I just realized that I am going to be away from Eli for over 36-hours this weekend (My two-day walk has finally arrived.), and it's hitting me like a ton of bricks. I'm not concerned that Eli will freak out due to my absence. I'm not worried about Lehr's parenting skills. It's not even being away during the day that has me sad; when we visited Tahoe in the spring I was away from Eli for ten-hours a few days. It's the night-times that have me feeling perplexed. I have never slept away from Eli and it's hitting me harder than I thought it would. It's really silly that I'm making a big deal out of this; he sleeps through the night so from 8PM until 7 or 8AM, so in those hours I never see him anyway...
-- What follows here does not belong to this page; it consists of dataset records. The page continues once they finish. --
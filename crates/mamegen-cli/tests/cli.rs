use std::fs;
use std::path::PathBuf;
use std::process::Command;

fn temp_dir(label: &str) -> PathBuf {
    let mut dir = std::env::temp_dir();
    dir.push(format!("mamegen_cli_{label}_{}", uuid::Uuid::new_v4()));
    fs::create_dir_all(&dir).expect("create temp dir");
    dir
}

fn mamegen() -> Command {
    Command::new(env!("CARGO_BIN_EXE_mamegen"))
}

const SPEC: &str = r#"mamegen {
  CONFIG {
    count 3
    reproducible true
  }
  HEADER { ["id", "name"] }
  COLUMN_RULES {
    "id" { seq 1.. }
    "name" { fixed "Al" }
  }
}"#;

#[test]
fn writes_csv_and_reports_ok() {
    let dir = temp_dir("csv");
    let spec = dir.join("spec.mame");
    let out = dir.join("out.csv");
    fs::write(&spec, SPEC).expect("write spec");

    let output = mamegen().arg(&spec).arg(&out).output().expect("run mamegen");
    assert!(output.status.success(), "{}", String::from_utf8_lossy(&output.stderr));
    assert!(String::from_utf8_lossy(&output.stdout).starts_with("OK -> "));
    let text = fs::read_to_string(&out).expect("read output");
    assert_eq!(text, "\"id\",\"name\"\n\"1\",\"Al\"\n\"2\",\"Al\"\n\"3\",\"Al\"\n");
}

#[test]
fn json_extension_selects_json() {
    let dir = temp_dir("json");
    let spec = dir.join("spec.mame");
    let out = dir.join("out.json");
    let dump = dir.join("spec.json");
    fs::write(&spec, SPEC).expect("write spec");

    let status = mamegen()
        .arg(&spec)
        .arg(&out)
        .args(["--count", "1", "--dump-spec"])
        .arg(&dump)
        .status()
        .expect("run mamegen");
    assert!(status.success());
    let rows: serde_json::Value =
        serde_json::from_str(&fs::read_to_string(&out).expect("read output")).expect("json");
    assert_eq!(rows, serde_json::json!([{ "id": 1, "name": "Al" }]));
    let dumped: serde_json::Value =
        serde_json::from_str(&fs::read_to_string(&dump).expect("read dump")).expect("json");
    assert_eq!(dumped["header"], serde_json::json!(["id", "name"]));
}

#[test]
fn exit_codes_distinguish_failures() {
    let dir = temp_dir("codes");
    let missing = mamegen()
        .arg(dir.join("missing.mame"))
        .arg(dir.join("out.csv"))
        .status()
        .expect("run mamegen");
    assert_eq!(missing.code(), Some(3));

    let broken = dir.join("broken.mame");
    fs::write(&broken, "mamegen {\n  CONFIG { type: CSV }\n}").expect("write spec");
    let output = mamegen()
        .arg(&broken)
        .arg(dir.join("out.csv"))
        .output()
        .expect("run mamegen");
    assert_eq!(output.status.code(), Some(2));
    assert!(String::from_utf8_lossy(&output.stderr).contains("[line 2]"));

    let encoding = dir.join("encoding.mame");
    fs::write(
        &encoding,
        "mamegen {\n  CONFIG { encoding \"martian\" }\n  HEADER { [\"a\"] }\n}",
    )
    .expect("write spec");
    let status = mamegen()
        .arg(&encoding)
        .arg(dir.join("out.csv"))
        .status()
        .expect("run mamegen");
    assert_eq!(status.code(), Some(2));

    let valid = dir.join("valid.mame");
    fs::write(&valid, SPEC).expect("write spec");
    let unwritable = mamegen()
        .arg(&valid)
        .arg(dir.join("no_such_dir").join("out.csv"))
        .status()
        .expect("run mamegen");
    assert_eq!(unwritable.code(), Some(3));
}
As I was thinking about sleeping away from him for two whole nights I recalled the first night in the hospital after he was born. Eli was born at 8:28AM, so we had plenty of time to hang out before bedtime rolled around that night. At midnight Lehr and I decided to put Eli in the hospital nursery for two hours so we could get some sleep. We were both exhausted and I knew I wouldn't get any rest knowing no one was standing over Eli making sure he was still breathing. Ironically, as soon as Eli left the room I was unable to shut my eyes. I couldn't sleep knowing he was not with me, which was odd because looking back I don't think I really 'got it' yet (the love/bond thing). I think I dozed for a total of 20 minutes before I finally went and got him again at 2AM. So here I sit thinking about the upcoming weekend and wondering how I'll sleep knowing Eli and I are separated by many miles.
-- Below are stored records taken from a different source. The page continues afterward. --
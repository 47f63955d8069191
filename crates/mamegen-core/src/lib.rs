//! Core contracts for mamegen.
//!
//! This crate defines the assembled specification produced by the DSL parser
//! and consumed by the generation engine, together with the error taxonomy
//! shared by every stage.

pub mod error;
pub mod rules;
pub mod spec;
pub mod value;

pub use error::{DslError, DslErrorKind, Result};
pub use rules::{
    Charset, CopySource, DateRange, JoinItem, NumericRange, OutputSide, ReferenceRule, RuleSet,
    SeqRule, ValueFamily, ValueRules, ValueSource, ValueType,
};
pub use spec::{Column, OutputFormat, ReferenceEntry, ReferenceTable, Specification, WriterOptions};
pub use value::{ConfigValue, Value};

/// Row count used when `CONFIG` does not set `count`.
pub const DEFAULT_ROW_COUNT: u64 = 10;

/// Output encoding used when `CONFIG` names none.
pub const DEFAULT_ENCODING: &str = "utf-8";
Ridiculous, I know. Random, I know. But as Lehr can tell you, my thoughts usually have about six degrees of separation. Sometimes (much to his *delight*) I ask him a random question or share an out-of-the-blue thought with him and then explain to him how I got there. For this random though the issue of sleeping away from Eli came to my mind as I was considering bringing some Tylenol PM to the hotel tomorrow night. I often have a hard time sleeping (no clue why), and I want to be sure to get enough rest for my walk. Then I started thinking about how I was going to sleep in general without Eli in the next room.... Random thought over (for now). I promise.

2 comments:

Courtney said...

You are the image of fitness...very cool that you are doing the walk for breast cancer. I wear my pink bracelet everyday b/c I have a co-work who is going through a second round of chemo b /c she has breast cancer. She is a mother of two boys, age 5 and age 1.

If I had know, I would have donated money to you! Let me know when you need it again.

Stephanie Wilson she/her @babysteph said...

I hope you were able to sleep and did well in your walk! You are such a great mom!